_Your goal:_
Among the lines below, keep only those from the one containing "assert_eq!(frame.get(8, 8), 2);" through the one containing "assert_eq!(port.chip().register(7), 0x11);", and reproduce them exactly.

.....

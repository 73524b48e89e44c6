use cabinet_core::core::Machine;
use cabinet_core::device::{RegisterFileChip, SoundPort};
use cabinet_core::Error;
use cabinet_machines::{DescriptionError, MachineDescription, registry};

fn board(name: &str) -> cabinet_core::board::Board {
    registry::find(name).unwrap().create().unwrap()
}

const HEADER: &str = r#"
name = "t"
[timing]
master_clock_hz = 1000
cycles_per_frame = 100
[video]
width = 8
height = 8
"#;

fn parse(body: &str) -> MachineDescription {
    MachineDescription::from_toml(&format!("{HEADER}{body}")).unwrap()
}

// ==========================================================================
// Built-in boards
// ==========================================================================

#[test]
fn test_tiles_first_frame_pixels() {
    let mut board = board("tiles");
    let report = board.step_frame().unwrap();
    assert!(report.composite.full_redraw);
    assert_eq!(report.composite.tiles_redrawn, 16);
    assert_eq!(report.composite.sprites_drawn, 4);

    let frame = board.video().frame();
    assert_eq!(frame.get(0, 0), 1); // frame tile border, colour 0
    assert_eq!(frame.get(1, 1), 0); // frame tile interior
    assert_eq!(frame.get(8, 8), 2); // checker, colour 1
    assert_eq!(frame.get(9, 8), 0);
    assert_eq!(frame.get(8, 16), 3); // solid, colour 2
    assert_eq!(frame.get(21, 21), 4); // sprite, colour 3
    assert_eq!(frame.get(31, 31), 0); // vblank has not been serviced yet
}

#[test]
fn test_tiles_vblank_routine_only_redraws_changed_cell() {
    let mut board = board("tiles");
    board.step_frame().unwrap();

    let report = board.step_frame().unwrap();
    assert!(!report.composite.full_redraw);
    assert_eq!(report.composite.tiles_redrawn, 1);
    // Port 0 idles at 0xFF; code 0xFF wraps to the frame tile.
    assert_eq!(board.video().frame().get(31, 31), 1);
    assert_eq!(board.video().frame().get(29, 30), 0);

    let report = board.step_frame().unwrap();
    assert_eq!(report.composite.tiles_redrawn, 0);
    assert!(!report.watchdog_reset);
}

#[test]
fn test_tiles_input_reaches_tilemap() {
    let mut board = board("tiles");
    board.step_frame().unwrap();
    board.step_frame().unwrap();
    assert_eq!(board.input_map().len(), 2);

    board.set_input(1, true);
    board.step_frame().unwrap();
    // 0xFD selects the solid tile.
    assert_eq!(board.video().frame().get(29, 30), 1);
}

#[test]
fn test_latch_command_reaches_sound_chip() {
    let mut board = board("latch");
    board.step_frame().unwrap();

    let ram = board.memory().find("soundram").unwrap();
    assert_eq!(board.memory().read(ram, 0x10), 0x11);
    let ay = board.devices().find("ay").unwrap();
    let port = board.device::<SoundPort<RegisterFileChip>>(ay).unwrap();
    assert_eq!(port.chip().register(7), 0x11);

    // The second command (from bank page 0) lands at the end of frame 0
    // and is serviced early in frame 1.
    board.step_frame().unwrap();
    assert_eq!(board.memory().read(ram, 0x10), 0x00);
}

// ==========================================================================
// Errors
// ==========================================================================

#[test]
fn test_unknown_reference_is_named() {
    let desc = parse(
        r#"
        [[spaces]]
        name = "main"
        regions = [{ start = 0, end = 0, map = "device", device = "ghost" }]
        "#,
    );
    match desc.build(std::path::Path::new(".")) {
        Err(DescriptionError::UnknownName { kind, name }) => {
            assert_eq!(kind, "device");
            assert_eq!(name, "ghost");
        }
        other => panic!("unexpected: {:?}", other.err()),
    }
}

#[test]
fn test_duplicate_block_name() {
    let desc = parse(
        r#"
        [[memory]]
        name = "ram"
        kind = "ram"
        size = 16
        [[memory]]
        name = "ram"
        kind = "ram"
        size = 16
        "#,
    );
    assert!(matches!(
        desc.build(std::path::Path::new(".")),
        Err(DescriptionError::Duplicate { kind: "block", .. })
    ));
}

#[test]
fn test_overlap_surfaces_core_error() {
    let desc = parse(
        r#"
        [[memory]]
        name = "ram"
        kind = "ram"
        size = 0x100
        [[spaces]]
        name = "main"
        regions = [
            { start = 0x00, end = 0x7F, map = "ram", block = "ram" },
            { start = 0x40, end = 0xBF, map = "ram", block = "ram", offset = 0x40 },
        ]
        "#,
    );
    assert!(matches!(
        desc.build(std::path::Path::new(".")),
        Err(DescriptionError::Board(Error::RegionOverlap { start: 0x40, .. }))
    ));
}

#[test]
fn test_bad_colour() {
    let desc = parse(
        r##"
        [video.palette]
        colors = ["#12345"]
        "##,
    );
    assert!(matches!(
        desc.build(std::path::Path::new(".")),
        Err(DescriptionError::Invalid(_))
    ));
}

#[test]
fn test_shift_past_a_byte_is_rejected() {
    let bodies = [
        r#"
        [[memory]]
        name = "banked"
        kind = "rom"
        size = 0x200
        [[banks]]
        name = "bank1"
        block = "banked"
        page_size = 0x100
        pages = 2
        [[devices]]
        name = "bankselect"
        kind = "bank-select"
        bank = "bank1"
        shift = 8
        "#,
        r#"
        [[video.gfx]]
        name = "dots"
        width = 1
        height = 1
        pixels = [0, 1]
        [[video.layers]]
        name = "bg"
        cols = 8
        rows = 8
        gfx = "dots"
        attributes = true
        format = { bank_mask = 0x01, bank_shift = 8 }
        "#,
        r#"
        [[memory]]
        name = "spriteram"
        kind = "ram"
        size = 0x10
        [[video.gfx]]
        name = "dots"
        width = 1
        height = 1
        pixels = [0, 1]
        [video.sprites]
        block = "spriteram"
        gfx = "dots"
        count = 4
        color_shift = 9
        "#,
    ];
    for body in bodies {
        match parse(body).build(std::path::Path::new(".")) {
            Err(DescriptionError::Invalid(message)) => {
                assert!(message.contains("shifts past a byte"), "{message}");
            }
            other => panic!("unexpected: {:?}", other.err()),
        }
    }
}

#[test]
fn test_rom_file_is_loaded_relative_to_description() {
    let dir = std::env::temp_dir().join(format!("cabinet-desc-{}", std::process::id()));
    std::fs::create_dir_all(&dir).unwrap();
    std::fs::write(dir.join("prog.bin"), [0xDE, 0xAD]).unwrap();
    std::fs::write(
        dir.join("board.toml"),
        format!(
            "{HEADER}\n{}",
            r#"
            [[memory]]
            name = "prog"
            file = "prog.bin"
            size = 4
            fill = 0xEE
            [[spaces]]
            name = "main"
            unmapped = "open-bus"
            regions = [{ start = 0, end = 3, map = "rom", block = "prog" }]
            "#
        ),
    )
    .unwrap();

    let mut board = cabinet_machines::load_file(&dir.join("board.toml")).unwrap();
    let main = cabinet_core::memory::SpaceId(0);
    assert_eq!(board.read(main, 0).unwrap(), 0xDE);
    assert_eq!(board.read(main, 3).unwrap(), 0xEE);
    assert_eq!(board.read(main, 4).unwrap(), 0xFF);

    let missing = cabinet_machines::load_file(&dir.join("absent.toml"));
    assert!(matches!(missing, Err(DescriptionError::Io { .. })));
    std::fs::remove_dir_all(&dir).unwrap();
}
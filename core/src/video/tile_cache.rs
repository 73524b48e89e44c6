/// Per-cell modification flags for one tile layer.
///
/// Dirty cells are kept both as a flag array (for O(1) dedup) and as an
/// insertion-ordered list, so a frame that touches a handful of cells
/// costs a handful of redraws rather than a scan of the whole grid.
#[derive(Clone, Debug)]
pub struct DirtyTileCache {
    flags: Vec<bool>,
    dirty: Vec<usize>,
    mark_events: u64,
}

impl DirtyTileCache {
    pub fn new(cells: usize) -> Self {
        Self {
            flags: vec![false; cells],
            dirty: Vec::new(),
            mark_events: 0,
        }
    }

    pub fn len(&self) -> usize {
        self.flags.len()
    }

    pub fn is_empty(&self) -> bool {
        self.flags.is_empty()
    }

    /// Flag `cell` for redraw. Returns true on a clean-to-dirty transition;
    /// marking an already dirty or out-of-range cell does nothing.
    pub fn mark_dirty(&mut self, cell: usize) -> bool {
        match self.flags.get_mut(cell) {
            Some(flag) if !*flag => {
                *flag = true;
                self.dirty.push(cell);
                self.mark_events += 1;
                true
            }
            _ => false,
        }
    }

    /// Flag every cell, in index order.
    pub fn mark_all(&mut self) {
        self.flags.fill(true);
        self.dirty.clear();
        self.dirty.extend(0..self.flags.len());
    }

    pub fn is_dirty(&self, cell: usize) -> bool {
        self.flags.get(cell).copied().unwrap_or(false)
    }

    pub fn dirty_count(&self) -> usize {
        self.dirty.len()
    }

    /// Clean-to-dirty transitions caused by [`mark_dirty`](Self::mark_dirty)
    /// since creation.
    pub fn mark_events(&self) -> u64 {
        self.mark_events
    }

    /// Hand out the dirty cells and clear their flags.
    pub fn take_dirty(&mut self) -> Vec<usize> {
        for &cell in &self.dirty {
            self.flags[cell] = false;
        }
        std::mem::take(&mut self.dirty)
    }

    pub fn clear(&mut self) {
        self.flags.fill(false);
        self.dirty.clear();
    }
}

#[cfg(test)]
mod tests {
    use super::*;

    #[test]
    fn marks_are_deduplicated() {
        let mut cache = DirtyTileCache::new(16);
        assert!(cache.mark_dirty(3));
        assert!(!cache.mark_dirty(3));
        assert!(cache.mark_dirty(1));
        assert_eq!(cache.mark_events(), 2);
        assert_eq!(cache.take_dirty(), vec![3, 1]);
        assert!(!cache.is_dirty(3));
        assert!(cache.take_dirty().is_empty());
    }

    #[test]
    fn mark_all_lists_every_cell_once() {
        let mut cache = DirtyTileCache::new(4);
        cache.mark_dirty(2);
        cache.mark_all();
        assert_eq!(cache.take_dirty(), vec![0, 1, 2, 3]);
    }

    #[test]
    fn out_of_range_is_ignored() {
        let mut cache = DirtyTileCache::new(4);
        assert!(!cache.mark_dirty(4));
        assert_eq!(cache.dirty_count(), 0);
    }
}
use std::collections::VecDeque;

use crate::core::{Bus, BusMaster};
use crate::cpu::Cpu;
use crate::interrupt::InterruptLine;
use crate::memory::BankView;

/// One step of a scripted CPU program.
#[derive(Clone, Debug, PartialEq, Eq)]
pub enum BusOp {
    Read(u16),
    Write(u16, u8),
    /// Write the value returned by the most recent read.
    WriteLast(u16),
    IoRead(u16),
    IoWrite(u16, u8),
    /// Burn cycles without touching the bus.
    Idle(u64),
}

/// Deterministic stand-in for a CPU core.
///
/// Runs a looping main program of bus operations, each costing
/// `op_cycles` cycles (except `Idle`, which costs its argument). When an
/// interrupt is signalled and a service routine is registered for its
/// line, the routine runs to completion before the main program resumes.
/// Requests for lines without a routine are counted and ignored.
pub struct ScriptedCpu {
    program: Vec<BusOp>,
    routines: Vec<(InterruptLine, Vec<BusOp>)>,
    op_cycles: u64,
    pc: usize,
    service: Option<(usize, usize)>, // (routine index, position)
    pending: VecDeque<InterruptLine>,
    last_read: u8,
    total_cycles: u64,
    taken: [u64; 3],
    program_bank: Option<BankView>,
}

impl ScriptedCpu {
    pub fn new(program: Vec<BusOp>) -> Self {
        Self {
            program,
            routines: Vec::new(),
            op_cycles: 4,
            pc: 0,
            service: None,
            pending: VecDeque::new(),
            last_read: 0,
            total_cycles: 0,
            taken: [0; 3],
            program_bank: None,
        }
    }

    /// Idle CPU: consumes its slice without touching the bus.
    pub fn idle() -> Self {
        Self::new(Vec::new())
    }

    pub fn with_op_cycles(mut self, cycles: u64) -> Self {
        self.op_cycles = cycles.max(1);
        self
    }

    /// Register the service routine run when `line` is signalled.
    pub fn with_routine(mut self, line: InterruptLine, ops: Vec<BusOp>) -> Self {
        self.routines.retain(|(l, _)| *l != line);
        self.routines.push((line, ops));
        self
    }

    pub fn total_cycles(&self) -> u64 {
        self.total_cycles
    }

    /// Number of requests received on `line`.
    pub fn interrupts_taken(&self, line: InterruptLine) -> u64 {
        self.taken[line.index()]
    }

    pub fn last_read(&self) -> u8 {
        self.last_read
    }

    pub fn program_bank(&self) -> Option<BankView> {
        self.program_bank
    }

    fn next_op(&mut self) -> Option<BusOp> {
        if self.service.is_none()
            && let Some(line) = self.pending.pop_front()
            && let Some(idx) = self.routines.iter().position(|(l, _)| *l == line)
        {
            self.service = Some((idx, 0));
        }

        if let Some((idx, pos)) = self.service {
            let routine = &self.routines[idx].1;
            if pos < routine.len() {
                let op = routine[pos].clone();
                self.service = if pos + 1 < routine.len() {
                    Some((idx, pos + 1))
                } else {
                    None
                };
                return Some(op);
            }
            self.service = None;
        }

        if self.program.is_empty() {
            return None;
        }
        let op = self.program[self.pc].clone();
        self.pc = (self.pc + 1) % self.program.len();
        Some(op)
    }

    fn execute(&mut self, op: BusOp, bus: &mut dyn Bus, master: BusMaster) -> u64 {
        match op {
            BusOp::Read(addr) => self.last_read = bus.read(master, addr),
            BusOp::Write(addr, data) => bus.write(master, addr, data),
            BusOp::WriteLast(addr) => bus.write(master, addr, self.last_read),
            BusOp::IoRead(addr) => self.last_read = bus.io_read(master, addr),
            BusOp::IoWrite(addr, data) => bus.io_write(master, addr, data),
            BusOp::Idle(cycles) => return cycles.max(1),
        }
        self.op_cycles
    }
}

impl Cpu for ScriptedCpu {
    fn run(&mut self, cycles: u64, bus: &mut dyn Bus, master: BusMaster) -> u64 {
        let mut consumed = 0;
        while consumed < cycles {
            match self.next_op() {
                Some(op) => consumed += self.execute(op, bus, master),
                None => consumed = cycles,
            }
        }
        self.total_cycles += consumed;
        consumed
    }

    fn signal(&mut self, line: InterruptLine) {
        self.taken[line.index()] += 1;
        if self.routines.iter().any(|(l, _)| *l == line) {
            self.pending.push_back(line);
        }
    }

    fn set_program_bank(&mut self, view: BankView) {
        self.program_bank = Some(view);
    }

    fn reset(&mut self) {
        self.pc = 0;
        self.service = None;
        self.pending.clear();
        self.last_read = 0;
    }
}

.....

_Completed task:_
    assert_eq!(frame.get(8, 8), 2); // checker, colour 1
    assert_eq!(frame.get(9, 8), 0);
    assert_eq!(frame.get(8, 16), 3); // solid, colour 2
    assert_eq!(frame.get(21, 21), 4); // sprite, colour 3
    assert_eq!(frame.get(31, 31), 0); // vblank has not been serviced yet
}

#[test]
fn test_tiles_vblank_routine_only_redraws_changed_cell() {
    let mut board = board("tiles");
    board.step_frame().unwrap();

    let report = board.step_frame().unwrap();
    assert!(!report.composite.full_redraw);
    assert_eq!(report.composite.tiles_redrawn, 1);
    // Port 0 idles at 0xFF; code 0xFF wraps to the frame tile.
    assert_eq!(board.video().frame().get(31, 31), 1);
    assert_eq!(board.video().frame().get(29, 30), 0);

    let report = board.step_frame().unwrap();
    assert_eq!(report.composite.tiles_redrawn, 0);
    assert!(!report.watchdog_reset);
}

#[test]
fn test_tiles_input_reaches_tilemap() {
    let mut board = board("tiles");
    board.step_frame().unwrap();
    board.step_frame().unwrap();
    assert_eq!(board.input_map().len(), 2);

    board.set_input(1, true);
    board.step_frame().unwrap();
    // 0xFD selects the solid tile.
    assert_eq!(board.video().frame().get(29, 30), 1);
}

#[test]
fn test_latch_command_reaches_sound_chip() {
    let mut board = board("latch");
    board.step_frame().unwrap();

    let ram = board.memory().find("soundram").unwrap();
    assert_eq!(board.memory().read(ram, 0x10), 0x11);
    let ay = board.devices().find("ay").unwrap();
    let port = board.device::<SoundPort<RegisterFileChip>>(ay).unwrap();
    assert_eq!(port.chip().register(7), 0x11);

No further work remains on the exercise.